The organizations involved in the planning and execution of this year’s Enviro Week include: Brock Food Coalition, Student Justice Center, Brock Eco Club, DIG Community Garden, Brock Students for Animal Liberation and Brock Fair Trade.
Several events were held throughout last week by the organizations involved. On Mar. 15, the day started with an event run out of the community garden. DIG hosted a seed swap, where students, faculty, and community members were invited to the gardens to receive seeds and pick up some advice to help start their summer gardens. DIG provided students with a variety of seeds such as tomatoes, carrots, onions, and cilantro, to name a few.
“Everyone participates in the food system. Personal gardens are a way to reduce your dependency on these systems. Today’s trends show that further urban expansion will happen, so urban agriculture is very important. We’re trying to show people how to live off the land, it’s a whole process when people participate in self-sustainability,” said Ken Brennan, a community member involved with DIG.
On the same day, the planners of Enviro Week also hosted a Brock Food Coalition Discussion in the Collaboratorium.

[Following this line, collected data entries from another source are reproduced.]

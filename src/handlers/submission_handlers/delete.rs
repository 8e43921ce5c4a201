use actix_session::Session;
use actix_web::HttpResponse;
use sqlx::SqlitePool;

use crate::auth::csrf;
use crate::auth::session::get_username;
use crate::config::AppConfig;
use crate::errors::AppError;
use crate::models::submission;
use super::{AdminQuery, LIST_PATH};

/// The token must be the one issued for this exact id. Deleting an id that is
/// already gone still redirects with `deleted=1`.
pub async fn delete(
    pool: &SqlitePool,
    session: &Session,
    config: &AppConfig,
    query: &AdminQuery,
) -> Result<HttpResponse, AppError> {
    let id = query.id().ok_or(AppError::NotFound)?;
    let token = query.token.as_deref().unwrap_or_default();
    csrf::validate_csrf(
        session,
        &csrf::delete_submission_action(id),
        token,
        config.nonce_lifetime_secs,
    )?;

    let removed = submission::delete(pool, id).await?;
    let admin = get_username(session).unwrap_or_default();
    if removed {
        log::info!("Submission {id} deleted by '{admin}'");
    } else {
        log::info!("Submission {id} already absent (delete by '{admin}')");
    }

    Ok(HttpResponse::SeeOther()
        .insert_header(("Location", format!("{LIST_PATH}?deleted=1")))
        .finish())
}
use std::collections::HashMap;

use chrono::{DateTime, Utc};
use sqlx::SqlitePool;

use crate::errors::AppError;
use crate::models::{format_timestamp, now_timestamp, parse_timestamp};
use super::types::*;

#[derive(sqlx::FromRow)]
struct Row {
    id: i64,
    form_title: String,
    name: String,
    description: String,
    links: String,
    user_ip: String,
    submission_date: String,
}

impl TryFrom<Row> for Submission {
    type Error = sqlx::Error;

    fn try_from(row: Row) -> Result<Self, Self::Error> {
        let links: Vec<String> = serde_json::from_str(&row.links)
            .map_err(|e| sqlx::Error::Decode(Box::new(e)))?;
        Ok(Submission {
            id: row.id,
            form_title: row.form_title,
            name: row.name,
            description: row.description,
            links,
            submitter_ip: row.user_ip,
            created_at: parse_timestamp(&row.submission_date)?,
        })
    }
}

const SELECT_SUBMISSION: &str = "\
    SELECT id, form_title, name, description, links, user_ip, submission_date \
    FROM submissions";

/// Persist a validated submission stamped with the current time.
pub async fn insert(
    pool: &SqlitePool,
    submission: &ValidatedSubmission,
    submitter_ip: &str,
) -> Result<SubmissionId, AppError> {
    insert_at(pool, submission, submitter_ip, now_timestamp()).await
}

/// Single-statement insert, so a row is either fully written or absent.
pub async fn insert_at(
    pool: &SqlitePool,
    submission: &ValidatedSubmission,
    submitter_ip: &str,
    created_at: DateTime<Utc>,
) -> Result<SubmissionId, AppError> {
    let links = serde_json::to_string(&submission.links)
        .map_err(|e| AppError::Db(sqlx::Error::Encode(Box::new(e))))?;

    let result = sqlx::query(
        "INSERT INTO submissions (form_title, name, description, links, user_ip, submission_date) \
         VALUES (?, ?, ?, ?, ?, ?)",
    )
    .bind(&submission.form_title)
    .bind(&submission.name)
    .bind(&submission.description)
    .bind(links)
    .bind(submitter_ip)
    .bind(format_timestamp(&created_at))
    .execute(pool)
    .await?;

    Ok(result.last_insert_rowid())
}

/// Newest first, ties broken by id. A page past the end is empty.
/// `page` and `per_page` below 1 are raised to 1.
pub async fn list(pool: &SqlitePool, page: i64, per_page: i64) -> Result<SubmissionPage, AppError> {
    let page = page.max(1);
    let per_page = per_page.max(1);
    let offset = (page - 1).saturating_mul(per_page);

    let total_count: i64 = sqlx::query_scalar("SELECT COUNT(*) FROM submissions")
        .fetch_one(pool)
        .await?;

    let rows = sqlx::query_as::<_, Row>(&format!(
        "{SELECT_SUBMISSION} ORDER BY submission_date DESC, id DESC LIMIT ? OFFSET ?"
    ))
    .bind(per_page)
    .bind(offset)
    .fetch_all(pool)
    .await?;

    let submissions = rows
        .into_iter()
        .map(Submission::try_from)
        .collect::<Result<Vec<_>, _>>()?;

    let total_pages = (total_count + per_page - 1) / per_page;

    Ok(SubmissionPage { submissions, page, per_page, total_count, total_pages })
}

pub async fn get(pool: &SqlitePool, id: SubmissionId) -> Result<Option<Submission>, AppError> {
    let row = sqlx::query_as::<_, Row>(&format!("{SELECT_SUBMISSION} WHERE id = ?"))
        .bind(id)
        .fetch_optional(pool)
        .await?;
    match row {
        Some(row) => Ok(Some(Submission::try_from(row)?)),
        None => Ok(None),
    }
}

/// Returns whether a row was removed. Deleting a missing id is not an error.
pub async fn delete(pool: &SqlitePool, id: SubmissionId) -> Result<bool, AppError> {
    let result = sqlx::query("DELETE FROM submissions WHERE id = ?")
        .bind(id)
        .execute(pool)
        .await?;
    Ok(result.rows_affected() > 0)
}

/// Submission totals keyed by form title, for the forms dashboard.
pub async fn counts_by_form(pool: &SqlitePool) -> Result<HashMap<String, i64>, AppError> {
    let rows: Vec<(String, i64)> = sqlx::query_as(
        "SELECT form_title, COUNT(*) FROM submissions GROUP BY form_title",
    )
    .fetch_all(pool)
    .await?;
    Ok(rows.into_iter().collect())
}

“This event raises awareness on issues at Brock and in the community. It is meant to create a dialogue and discussion on the topic of the environment and food and it’s open ended, anyone can contribute,” said Anneka Bosse, a Popular Culture major who is involved with Brock Students for Animal Liberation.
Other events during Enviro Week included a trivia night hosted by the Student Justice Centre and Eco Club on Mar. 16 as well as a tour of the Niagara recycling plant on Mar. 18.
Istafa Sufi, former president of Brock Eco Club, believes that the Enviro Week is a great opportunity to showcase all the organizations that exist on campus and that help with environmental and sustainability initiatives.
“Enviro Week not only showcases student-led initiatives on campus, but it also raises awareness and allows students to get involved in the issues. We realize not everyone is going all out in combating global warming so we want to get them doing what they can. It works out because it’s near Earth Hour and that’s why we lead up to Earth Hour on the Saturday,” said Sufi.
In regards to the student community at Brock, several students were asked throughout the week whether or not they knew that there was a student-led Enviro Week taking place. and not a single student was aware of the effort.
“The organization of the week itself is so strenuous and doing a whole media outreach initiative is a lot of work. The Brock Eco Club is small with about 25 members. Certainly asking the Brock administration to promote the event in the future is something we want to look into,” said Sufi.
Given the recent Paris Climate Accords and constant statistics indicating that temperatures continue to increase to record-breaking levels, it’s becoming more and more important to act on these issues.
“Events like the Enviro Week is how we create a culture for sustainability,” said Brennan.